### Problem to solve:
Records follow. Copy every line with "error".
[Opening Task inputs section]
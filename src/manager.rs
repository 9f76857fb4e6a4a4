use std::sync::Arc;
use std::thread;
use std::time::Duration;

use tracing::{info, warn};

use crate::db::WordBattleDb;

/// Runtime sizing picked from the host at startup.
#[derive(Debug, Clone)]
pub struct SystemProfile {
    pub logical_cores: usize,
    pub worker_threads: usize,
    pub strict_durability: bool, // true = fsync every commit, false = OS buffer
}

impl SystemProfile {
    pub fn detect() -> Self {
        let cores = thread::available_parallelism().map(|n| n.get()).unwrap_or(1);

        // Single core: requests are oracle-bound, keep one I/O thread spare
        // and skip fsync.
        if cores <= 1 {
            warn!(cores, "single core detected, disabling fsync");
            Self {
                logical_cores: cores,
                worker_threads: 2,
                strict_durability: false,
            }
        } else {
            Self {
                logical_cores: cores,
                worker_threads: cores,
                strict_durability: true,
            }
        }
    }
}

/// Compacts the store every `interval`, keeping only the latest entry per key.
pub fn start_compaction_thread(db: Arc<WordBattleDb>, interval: Duration) {
    thread::spawn(move || {
        info!(interval_secs = interval.as_secs(), "background compaction started");
        loop {
            thread::sleep(interval);
            if let Err(e) = db.compact() {
                warn!(error = %e, "compaction failed");
            }
        }
    });
}

#[cfg(test)]
mod tests {
    use super::*;

    #[test]
    fn profile_has_at_least_one_worker() {
        let p = SystemProfile::detect();
        assert!(p.worker_threads >= 1);
        assert!(p.logical_cores >= 1);
    }
}
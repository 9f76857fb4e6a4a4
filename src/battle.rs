//! Battle resolution: judging, cheat reconciliation, rating update, commit.

use std::sync::Arc;

use tracing::{debug, info};

use crate::error::Result;
use crate::model::{now_millis, BattleOutcome, UserRecord};
use crate::moderation::ModerationGate;
use crate::oracle::{BattleJudge, Flag, Verdict};
use crate::rating::update_ratings_with;
use crate::store::{BattleArchive, UserStore};

/// Who won a battle and the narrative to show for it.
#[derive(Debug, Clone, PartialEq)]
pub struct Ruling {
    pub requester_won: bool,
    pub message: String,
    /// Word that lost by disqualification, if any.
    pub disqualified: Option<String>,
}

pub fn disqualification_message(word: &str) -> String {
    format!("\"{}\" was disqualified for attempting to manipulate the battle.", word)
}

/// Combines the judge's verdict with the per-word injection flags.
///
/// Exactly one flagged side loses no matter what the judge said. When both or
/// neither are flagged the verdict stands as given.
pub fn reconcile(
    verdict: &Verdict,
    requester_first: bool,
    requester: &UserRecord,
    requester_flag: &Flag,
    opponent: &UserRecord,
    opponent_flag: &Flag,
) -> Ruling {
    match (requester_flag.flagged, opponent_flag.flagged) {
        (true, false) => Ruling {
            requester_won: false,
            message: disqualification_message(&requester.word),
            disqualified: Some(requester.word.clone()),
        },
        (false, true) => Ruling {
            requester_won: true,
            message: disqualification_message(&opponent.word),
            disqualified: Some(opponent.word.clone()),
        },
        _ => Ruling {
            requester_won: verdict.first_player_won == requester_first,
            message: verdict.reason_for_win.clone(),
            disqualified: None,
        },
    }
}

/// Applies the ruling to pre-battle snapshots of both players.
///
/// Both new ratings come from the same snapshot pair.
pub fn settle(
    requester: &UserRecord,
    opponent: &UserRecord,
    ruling: Ruling,
    k_factor: f64,
    timestamp: u64,
) -> BattleOutcome {
    let (winner, loser) = if ruling.requester_won {
        (requester, opponent)
    } else {
        (opponent, requester)
    };
    let (winner_rating, loser_rating) = update_ratings_with(winner.rating, loser.rating, k_factor);

    let winner_after = UserRecord { rating: winner_rating, ..winner.clone() };
    let loser_after = UserRecord { rating: loser_rating, ..loser.clone() };
    let requester_after = if ruling.requester_won { winner_rating } else { loser_rating };

    BattleOutcome {
        user_record: requester.clone(),
        other_user_record: opponent.clone(),
        winner_user_record: winner_after,
        loser_user_record: loser_after,
        rating_change: requester_after - requester.rating,
        message: ruling.message,
        timestamp,
    }
}

/// Runs one battle from judged to persisted.
#[derive(Clone)]
pub struct BattleAdjudicator {
    judge: Arc<dyn BattleJudge>,
    gate: ModerationGate,
    users: Arc<dyn UserStore>,
    archive: Arc<dyn BattleArchive>,
    k_factor: f64,
}

impl BattleAdjudicator {
    pub fn new(
        judge: Arc<dyn BattleJudge>,
        gate: ModerationGate,
        users: Arc<dyn UserStore>,
        archive: Arc<dyn BattleArchive>,
        k_factor: f64,
    ) -> Self {
        Self { judge, gate, users, archive, k_factor }
    }

    /// Presents the words in a random left/right order to avoid positional bias.
    pub async fn resolve_battle(&self, requester: &UserRecord, opponent: &UserRecord) -> Result<BattleOutcome> {
        let requester_first = rand::random::<bool>();
        self.resolve_battle_ordered(requester, opponent, requester_first).await
    }

    pub async fn resolve_battle_ordered(
        &self,
        requester: &UserRecord,
        opponent: &UserRecord,
        requester_first: bool,
    ) -> Result<BattleOutcome> {
        let (first, second) = if requester_first {
            (&requester.word, &opponent.word)
        } else {
            (&opponent.word, &requester.word)
        };

        debug!(requester = %requester.id, opponent = %opponent.id, requester_first, "adjudicating");
        let (verdict, requester_flag, opponent_flag) = tokio::join!(
            self.judge.judge(first, second),
            self.gate.check_injection(&requester.word),
            self.gate.check_injection(&opponent.word),
        );
        let (verdict, requester_flag, opponent_flag) = (verdict?, requester_flag?, opponent_flag?);

        let ruling = reconcile(&verdict, requester_first, requester, &requester_flag, opponent, &opponent_flag);
        if let Some(word) = &ruling.disqualified {
            info!(word = %word, "disqualified by injection check");
        }

        let mut outcome = settle(requester, opponent, ruling, self.k_factor, now_millis());
        debug!(rating_change = outcome.rating_change, "ratings applied");

        // Commit point: both players in one batch, then the archive entry.
        self.users
        .put_users(&[outcome.winner_user_record.clone(), outcome.loser_user_record.clone()])
        .await?;
        outcome.timestamp = self.archive.put(&outcome).await?;

        info!(
            requester = %requester.username,
            opponent = %opponent.username,
            winner = %outcome.winner_user_record.username,
            rating_change = outcome.rating_change,
            timestamp = outcome.timestamp,
            "battle persisted"
        );
        Ok(outcome)
    }
}
use serde::{Deserialize, Serialize};
use uuid::Uuid;

pub const INITIAL_RATING: f64 = 1000.0;

pub const MIN_USERNAME_LENGTH: usize = 3;
pub const MAX_USERNAME_LENGTH: usize = 20;
pub const MIN_WORD_LENGTH: usize = 3;
pub const MAX_WORD_LENGTH: usize = 50;
pub const MAX_LEADERBOARD_LENGTH: usize = 50;

/// A registered player and the word they battle with.
#[derive(Serialize, Deserialize, Debug, Clone, PartialEq)]
#[serde(rename_all = "camelCase")]
pub struct UserRecord {
    pub id: Uuid,
    pub username: String,
    pub word: String,
    pub rating: f64,
    /// `None` is the global pool. Never `Some("")`.
    #[serde(default, skip_serializing_if = "Option::is_none")]
    pub leaderboard: Option<String>,
}

impl UserRecord {
    pub fn new(username: String, word: String, leaderboard: Option<String>) -> Self {
        Self {
            id: Uuid::new_v4(),
            username,
            word,
            rating: INITIAL_RATING,
            leaderboard,
        }
    }

    pub fn partition(&self) -> Partition {
        Partition::from_label(self.leaderboard.as_deref())
    }
}

/// Scan predicate over the user population: the label equals X, or no label at all.
#[derive(Debug, Clone, PartialEq, Eq, Hash)]
pub enum Partition {
    Label(String),
    Unlabeled,
}

impl Partition {
    pub fn from_label(label: Option<&str>) -> Self {
        match label {
            Some(l) => Partition::Label(l.to_string()),
            None => Partition::Unlabeled,
        }
    }

    pub fn contains(&self, user: &UserRecord) -> bool {
        match self {
            Partition::Label(l) => user.leaderboard.as_deref() == Some(l.as_str()),
            Partition::Unlabeled => user.leaderboard.is_none(),
        }
    }

    /// Key prefix under which this partition's embeddings are stored.
    /// The two arms can never collide because labels may not contain '/'.
    pub fn embedding_prefix(&self) -> String {
        match self {
            Partition::Label(l) => format!("board/{}/", l),
            Partition::Unlabeled => "global/".to_string(),
        }
    }

    pub fn embedding_key(&self, owner: Uuid) -> String {
        format!("{}{}", self.embedding_prefix(), owner)
    }
}

/// Embedding derived from a user's word at registration.
#[derive(Serialize, Deserialize, Debug, Clone, PartialEq)]
pub struct WordEmbedding {
    pub owner: Uuid,
    pub vector: Vec<f32>,
}

/// A resolved battle as archived under the requester's id.
#[derive(Serialize, Deserialize, Debug, Clone, PartialEq)]
#[serde(rename_all = "camelCase")]
pub struct BattleOutcome {
    /// Requester as it was before the battle.
    pub user_record: UserRecord,
    /// Opponent as it was before the battle.
    pub other_user_record: UserRecord,
    pub winner_user_record: UserRecord,
    pub loser_user_record: UserRecord,
    /// Signed rating change applied to the requester.
    pub rating_change: f64,
    pub message: String,
    /// Milliseconds since the Unix epoch.
    pub timestamp: u64,
}

impl BattleOutcome {
    pub fn requester_won(&self) -> bool {
        self.winner_user_record.id == self.user_record.id
    }
}

/// Milliseconds since the Unix epoch; battle keys and segment entries use it.
pub fn now_millis() -> u64 {
    use std::time::{SystemTime, UNIX_EPOCH};
    SystemTime::now()
        .duration_since(UNIX_EPOCH)
        .map(|d| d.as_millis() as u64)
        .unwrap_or_default()
}
use bit_vec::BitVec;
use seahash::hash;

/// Negative-lookup filter sitting in front of the key index.
pub struct BloomFilter {
    bits: BitVec,
    num_hashes: u32,
}

impl BloomFilter {
    /// expected_items: how many keys the store is sized for.
    /// false_positive_rate: e.g. 0.01 for 1%.
    pub fn new(expected_items: usize, false_positive_rate: f64) -> Self {
        let expected_items = expected_items.max(1);
        // m = -(n * ln(p)) / (ln(2)^2), k = (m / n) * ln(2)
        let ln2 = 2.0f64.ln();
        let m = -((expected_items as f64 * false_positive_rate.ln()) / (ln2 * ln2));
        let k = (m / expected_items as f64) * ln2;

        Self {
            bits: BitVec::from_elem((m.ceil() as usize).max(8), false),
            num_hashes: (k.ceil() as u32).max(1),
        }
    }

    pub fn insert(&mut self, key: &str) {
        let m = self.bits.len() as u64;
        for idx in Self::bit_indices(key, self.num_hashes, m) {
            self.bits.set(idx, true);
        }
    }

    /// FALSE means the key was never inserted. TRUE means it might have been.
    pub fn might_contain(&self, key: &str) -> bool {
        let m = self.bits.len() as u64;
        Self::bit_indices(key, self.num_hashes, m).all(|idx| self.bits.get(idx).unwrap_or(false))
    }

    pub fn clear(&mut self) {
        self.bits.clear();
    }

    // Double hashing: g_i(x) = h1(x) + i * h2(x)
    fn bit_indices(key: &str, k: u32, m: u64) -> impl Iterator<Item = usize> {
        let h1 = hash(key.as_bytes());
        let h2 = h1.rotate_left(32) ^ 0x9E3779B97F4A7C15;
        (0..k as u64).map(move |i| (h1.wrapping_add(i.wrapping_mul(h2)) % m) as usize)
    }
}

#[cfg(test)]
mod tests {
    use super::*;

    #[test]
    fn inserted_keys_are_found() {
        let mut bf = BloomFilter::new(1000, 0.01);
        for i in 0..500 {
            bf.insert(&format!("user:{}", i));
        }
        assert!((0..500).all(|i| bf.might_contain(&format!("user:{}", i))));

        let false_hits = (500..1500).filter(|i| bf.might_contain(&format!("user:{}", i))).count();
        assert!(false_hits < 100, "too many false positives: {}", false_hits);
    }

    #[test]
    fn clear_forgets_everything() {
        let mut bf = BloomFilter::new(10, 0.01);
        bf.insert("a");
        bf.clear();
        assert!(!bf.might_contain("a"));
    }
}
[Closing Task inputs section]
### Output:
                warn!(error = %e, "compaction failed");
use crate::error::Result;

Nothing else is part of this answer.